Although Thailand was officially allied with the Japanese, there was an active underground movement. One prisoner recalls Boonpong was the merchant with the lowest prices and the smallest mark up. However he performed other services risking his life and those of his family. He lent money, provided extra medicines and ran messages. With access to medicines, the death rate of the prisoners was reduced from five a day in May 1943 to one a week by the following November.

==Post-war==
After the war, Boonpong was attacked by Thai police in some mistaken retribution. Sir Edward "Weary" Dunlop, another hero of the POW camps, ordered a report on 'the condition of Mr. Boonpong, injured Thai civilian, who had done so much for prisoners of war.’ In 1947 he was in financial difficulties and so a POW association on hearing of it organised a collection for him. Shortly thereafter, Boonpong started the Boonpong Bus Company. He was awarded the British King's Medal for Courage in the Cause of Freedom and named an officer of the Dutch Order of Orange-Nassau.

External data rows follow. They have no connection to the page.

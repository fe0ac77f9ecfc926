//! ConnectionManager against a scripted in-process WebSocket peer.

#![allow(clippy::unwrap_used)]
#![allow(clippy::expect_used)]
#![allow(clippy::panic)]

use std::time::{Duration, Instant};

use futures_util::{SinkExt, StreamExt};
use serde_json::json;
use tokio::net::{TcpListener, TcpStream};
use tokio_tungstenite::tungstenite::Message;
use tokio_tungstenite::WebSocketStream;

use wshttp_client::{ConnectionManager, HealthOutcome, ManagerOptions, OnOpen};
use wshttp_core::{SocketRequest, SocketResponse};

type Peer = WebSocketStream<TcpStream>;

async fn bind() -> (TcpListener, String) {
    let listener = TcpListener::bind("127.0.0.1:0").await.unwrap();
    let url = format!("ws://{}/websocket/http", listener.local_addr().unwrap());
    (listener, url)
}

async fn accept(listener: &TcpListener) -> Peer {
    let (stream, _) = listener.accept().await.unwrap();
    tokio_tungstenite::accept_async(stream).await.unwrap()
}

/// Next text frame from the client, parsed as a request.
async fn read_request(peer: &mut Peer) -> SocketRequest {
    loop {
        match peer.next().await.expect("stream ended").expect("read failed") {
            Message::Text(t) => return serde_json::from_str(t.as_str()).unwrap(),
            Message::Binary(_) => panic!("expected a request on the text lane"),
            _ => continue,
        }
    }
}

/// Next binary frame from the client, parsed as a response.
async fn read_response(peer: &mut Peer) -> SocketResponse {
    loop {
        match peer.next().await.expect("stream ended").expect("read failed") {
            Message::Binary(b) => return serde_json::from_slice(&b).unwrap(),
            Message::Text(t) => panic!("expected a response on the binary lane, got text {}", t.as_str()),
            _ => continue,
        }
    }
}

/// Keep reading until the client goes away.
async fn drain(mut peer: Peer) {
    while let Some(Ok(_)) = peer.next().await {}
}

async fn wait_until<F: Fn() -> bool>(f: F) {
    for _ in 0..200 {
        if f() {
            return;
        }
        tokio::time::sleep(Duration::from_millis(10)).await;
    }
    panic!("condition not reached");
}

fn manager() -> ConnectionManager {
    ConnectionManager::new(ManagerOptions::default())
}

#[tokio::test]
async fn genuine_response_resolves_once_with_decoded_body() {
    let (listener, url) = bind().await;
    let server = tokio::spawn(async move {
        let mut peer = accept(&listener).await;
        let req = read_request(&mut peer).await;
        assert_eq!(req.handler, "Echo");
        assert_eq!(req.sign, "none");

        let resp = json!({
            "uid": req.uid, "header": {}, "code": 0, "msg": "success",
            "body": "hi%20there", "sign": "url"
        })
        .to_string();
        // the second copy has nobody waiting for it and must be dropped
        peer.send(Message::binary(resp.clone().into_bytes())).await.unwrap();
        peer.send(Message::binary(resp.into_bytes())).await.unwrap();
        drain(peer).await;
    });

    let mgr = manager();
    mgr.open(&url, None).await.unwrap();

    let req = SocketRequest::call("Echo", "Ping", "x");
    let uid = req.uid.clone();
    let resp = mgr.send_request_message(req, Duration::from_secs(2)).await;

    assert_eq!(resp.uid, uid);
    assert_eq!(resp.code, 0);
    assert_eq!(resp.msg, "success");
    assert_eq!(resp.body, "hi there");
    assert_eq!(mgr.pending_calls(), 0);

    mgr.close(1000, "done").await;
    server.await.unwrap();
}

#[tokio::test]
async fn silent_peer_times_out_with_failed_to_send() {
    let (listener, url) = bind().await;
    let server = tokio::spawn(async move {
        let peer = accept(&listener).await;
        drain(peer).await;
    });

    let mgr = manager();
    mgr.open(&url, None).await.unwrap();

    let started = Instant::now();
    let resp = mgr
        .send_request_message(SocketRequest::call("Slow", "Never", ""), Duration::from_millis(150))
        .await;

    assert!(started.elapsed() >= Duration::from_millis(150));
    assert_eq!(resp.code, -3);
    assert_eq!(resp.msg, "failed_to_send");
    assert_eq!(mgr.pending_calls(), 0);

    mgr.close(1000, "done").await;
    server.await.unwrap();
}

#[tokio::test]
async fn server_request_is_answered_on_binary_lane() {
    let (listener, url) = bind().await;
    let server = tokio::spawn(async move {
        let mut peer = accept(&listener).await;
        let req = json!({
            "uid": "req-42", "handler": "Echo", "method": "Ping",
            "header": {}, "body": "42", "sign": "none"
        });
        peer.send(Message::text(req.to_string())).await.unwrap();
        let resp = read_response(&mut peer).await;
        drain(peer).await;
        resp
    });

    let mgr = manager();
    mgr.register_fn("Echo", "Ping", |req, resp| {
        resp.body = req.body.clone();
    });
    mgr.open(&url, None).await.unwrap();

    tokio::time::sleep(Duration::from_millis(100)).await;
    mgr.close(1000, "done").await;

    let resp = server.await.unwrap();
    assert_eq!(resp.uid, "req-42");
    assert_eq!(resp.body, "42");
    assert_eq!(resp.code, 0);
}

#[tokio::test]
async fn unknown_handler_gets_no_response() {
    let (listener, url) = bind().await;
    let server = tokio::spawn(async move {
        let mut peer = accept(&listener).await;
        let unknown = json!({"uid": "u1", "handler": "Nope", "method": "X", "body": "", "sign": "none"});
        let known = json!({"uid": "u2", "handler": "Echo", "method": "Ping", "body": "b", "sign": "none"});
        peer.send(Message::text(unknown.to_string())).await.unwrap();
        tokio::time::sleep(Duration::from_millis(50)).await;
        peer.send(Message::text(known.to_string())).await.unwrap();
        let first = read_response(&mut peer).await;
        drain(peer).await;
        first
    });

    let mgr = manager();
    mgr.register_fn("Echo", "Ping", |req, resp| resp.body = req.body.clone());
    mgr.open(&url, None).await.unwrap();

    tokio::time::sleep(Duration::from_millis(200)).await;
    mgr.close(1000, "done").await;

    let first = server.await.unwrap();
    assert_eq!(first.uid, "u2");
}

#[tokio::test]
async fn request_body_is_encoded_per_sign_and_response_per_handler_sign() {
    let (listener, url) = bind().await;
    let server = tokio::spawn(async move {
        let mut peer = accept(&listener).await;
        let req = read_request(&mut peer).await;
        let seen = req.body.clone();

        let call = json!({"uid": "s1", "handler": "Upper", "method": "Do", "body": "YWJj", "sign": "base64"});
        peer.send(Message::text(call.to_string())).await.unwrap();
        let answer = read_response(&mut peer).await;
        drain(peer).await;
        (seen, answer)
    });

    let mgr = manager();
    mgr.register_fn("Upper", "Do", |req, resp| {
        resp.body = req.body.to_uppercase();
        resp.sign = "base64".into();
    });
    mgr.open(&url, None).await.unwrap();

    let req = SocketRequest::call("Store", "Put", "hello").with_sign("base64");
    let _ = mgr.send_request_message(req, Duration::from_millis(300)).await;
    mgr.close(1000, "done").await;

    let (seen, answer) = server.await.unwrap();
    assert_eq!(seen, "aGVsbG8=");
    assert_eq!(answer.uid, "s1");
    assert_eq!(answer.sign, "base64");
    assert_eq!(answer.body, "QUJD");
}

#[tokio::test]
async fn peer_close_faults_and_sends_fail_fast() {
    let (listener, url) = bind().await;
    let server = tokio::spawn(async move {
        let mut peer = accept(&listener).await;
        peer.close(None).await.unwrap();
        drain(peer).await;
    });

    let mgr = manager();
    mgr.open(&url, None).await.unwrap();
    assert!(!mgr.is_faulted());

    let m = mgr.clone();
    wait_until(move || m.is_faulted()).await;

    let resp = tokio::time::timeout(
        Duration::from_millis(50),
        mgr.send_request_message(SocketRequest::call("Echo", "Ping", "1"), Duration::from_secs(60)),
    )
    .await
    .expect("faulted send must not wait");
    assert!(resp.is_failed_to_send());

    server.await.unwrap();
}

#[tokio::test]
async fn health_check_reconnects_after_transport_failure() {
    let (listener, url) = bind().await;
    let server = tokio::spawn(async move {
        let mut first = accept(&listener).await;
        first.close(None).await.unwrap();
        drain(first).await;

        let mut second = accept(&listener).await;
        let req = read_request(&mut second).await;
        assert_eq!((req.handler.as_str(), req.method.as_str()), ("Health", "Index"));
        assert!(req.body.parse::<u128>().is_ok());
        let resp = json!({"uid": req.uid, "code": 0, "msg": "success", "body": "", "sign": "none", "header": {}});
        second.send(Message::binary(resp.to_string().into_bytes())).await.unwrap();
        drain(second).await;
    });

    let opened = std::sync::Arc::new(std::sync::atomic::AtomicUsize::new(0));
    let mgr = manager();
    let counter = std::sync::Arc::clone(&opened);
    let on_open: OnOpen = Box::new(move |_: &ConnectionManager| {
        counter.fetch_add(1, std::sync::atomic::Ordering::SeqCst);
    });
    mgr.open(&url, Some(on_open)).await.unwrap();
    assert_eq!(opened.load(std::sync::atomic::Ordering::SeqCst), 1);

    let m = mgr.clone();
    wait_until(move || m.is_faulted()).await;

    assert_eq!(mgr.health_check().await, HealthOutcome::Reconnected);
    assert!(!mgr.is_faulted());
    assert_eq!(mgr.conn_url().await.as_deref(), Some(url.as_str()));

    assert_eq!(
        mgr.health_check().await,
        HealthOutcome::Healthy { code: 0, msg: "success".into() }
    );

    mgr.close(1000, "done").await;
    server.await.unwrap();
}

#[tokio::test]
async fn failed_open_keeps_url_for_retry() {
    let (listener, url) = bind().await;
    drop(listener);

    let mgr = manager();
    assert!(mgr.open(&url, None).await.is_err());
    assert!(mgr.is_faulted());
    assert_eq!(mgr.conn_url().await.as_deref(), Some(url.as_str()));

    assert_eq!(mgr.health_check().await, HealthOutcome::ReconnectFailed);
}

#[tokio::test]
async fn close_sends_close_frame_and_idles_monitor() {
    let (listener, url) = bind().await;
    let server = tokio::spawn(async move {
        let mut peer = accept(&listener).await;
        loop {
            match peer.next().await {
                Some(Ok(Message::Close(frame))) => return frame.map(|f| (u16::from(f.code), f.reason.as_str().to_string())),
                Some(Ok(_)) => continue,
                _ => return None,
            }
        }
    });

    let mgr = manager();
    mgr.open(&url, None).await.unwrap();
    mgr.close(4000, "bye").await;

    assert!(mgr.conn_url().await.is_none());
    assert!(!mgr.is_connected().await);
    assert_eq!(mgr.health_check().await, HealthOutcome::Idle);
    assert!(mgr.send_text_message("Echo", "Ping", "1").await.is_failed_to_send());

    let frame = server.await.unwrap();
    assert_eq!(frame, Some((4000, "bye".to_string())));
}

#[tokio::test]
async fn close_during_handshake_leaves_no_connection() {
    let (listener, url) = bind().await;
    let server = tokio::spawn(async move {
        let (stream, _) = listener.accept().await.unwrap();
        tokio::time::sleep(Duration::from_millis(300)).await;
        if let Ok(peer) = tokio_tungstenite::accept_async(stream).await {
            drain(peer).await;
        }
    });

    let mgr = manager();
    let m = mgr.clone();
    let target = url.clone();
    let opening = tokio::spawn(async move { m.open(&target, None).await });

    tokio::time::sleep(Duration::from_millis(50)).await;
    mgr.close(1000, "bye").await;

    assert!(opening.await.unwrap().is_err());
    assert!(!mgr.is_connected().await);
    assert!(mgr.is_faulted());
    assert!(mgr.conn_url().await.is_none());
    assert!(mgr.send_text_message("Echo", "Ping", "1").await.is_failed_to_send());

    server.await.unwrap();
}

fn fast_monitor() -> ConnectionManager {
    ConnectionManager::new(ManagerOptions {
        health_interval: Duration::from_millis(50),
        ..ManagerOptions::default()
    })
}

#[tokio::test]
async fn monitor_reconnects_on_its_own_after_peer_drops() {
    let (listener, url) = bind().await;
    let server = tokio::spawn(async move {
        let mut first = accept(&listener).await;
        first.close(None).await.unwrap();
        drain(first).await;

        // answer every health check until the client leaves
        let mut second = accept(&listener).await;
        while let Some(Ok(msg)) = second.next().await {
            if let Message::Text(t) = msg {
                let req: SocketRequest = serde_json::from_str(t.as_str()).unwrap();
                let resp = json!({
                    "uid": req.uid, "header": {}, "code": 0, "msg": "success",
                    "body": "", "sign": "none"
                });
                if second.send(Message::binary(resp.to_string().into_bytes())).await.is_err() {
                    break;
                }
            }
        }
    });

    let mgr = fast_monitor();
    mgr.open(&url, None).await.unwrap();
    let m = mgr.clone();
    wait_until(move || m.is_faulted()).await;

    let monitor = mgr.spawn_health_monitor();
    let m = mgr.clone();
    wait_until(move || !m.is_faulted()).await;
    assert!(mgr.is_connected().await);
    assert!(mgr.send_text_message("Health", "Index", "1").await.is_success());

    monitor.abort();
    mgr.close(1000, "done").await;
    server.await.unwrap();
}

#[tokio::test]
async fn monitor_does_not_reconnect_after_close() {
    let (listener, url) = bind().await;
    let mgr = fast_monitor();
    let monitor = mgr.spawn_health_monitor();

    // ticks without a recorded url do nothing
    tokio::time::sleep(Duration::from_millis(150)).await;
    assert!(!mgr.is_connected().await);
    assert_eq!(mgr.pending_calls(), 0);

    let server = tokio::spawn(async move {
        let peer = accept(&listener).await;
        drain(peer).await;
        tokio::time::timeout(Duration::from_millis(300), listener.accept())
            .await
            .is_err()
    });

    mgr.open(&url, None).await.unwrap();
    mgr.close(1000, "done").await;

    assert!(server.await.unwrap(), "monitor reconnected after close");
    assert!(mgr.conn_url().await.is_none());
    monitor.abort();
}

#[tokio::test]
async fn zero_outbound_queue_still_carries_calls() {
    let (listener, url) = bind().await;
    let server = tokio::spawn(async move {
        let mut peer = accept(&listener).await;
        let req = read_request(&mut peer).await;
        let resp = json!({"uid": req.uid, "code": 0, "msg": "success", "body": "", "sign": "none"});
        peer.send(Message::binary(resp.to_string().into_bytes())).await.unwrap();
        drain(peer).await;
    });

    let mgr = ConnectionManager::new(ManagerOptions {
        outbound_queue: 0,
        ..ManagerOptions::default()
    });
    mgr.open(&url, None).await.unwrap();
    let resp = mgr
        .send_request_message(SocketRequest::call("Echo", "Ping", ""), Duration::from_secs(2))
        .await;
    assert!(resp.is_success());

    mgr.close(1000, "done").await;
    server.await.unwrap();
}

Later an Australian medical scholarship was named in honor of him and Sir Edward Dunlop. The documentary film “The Quiet Lions” is about both of them. Boonpong also figures prominently in Beyond the Bamboo Screen, a collection of anecdotes by Scottish PoWs.

==In popular culture==
Ruangsak Loychusak portrayed Boonpong Sirivejjabhandu in Boon Pong a thai television soap opera based on him. Boon Pong was broadcast on Thai PBS from 8 May 2013 to 20 June 2013.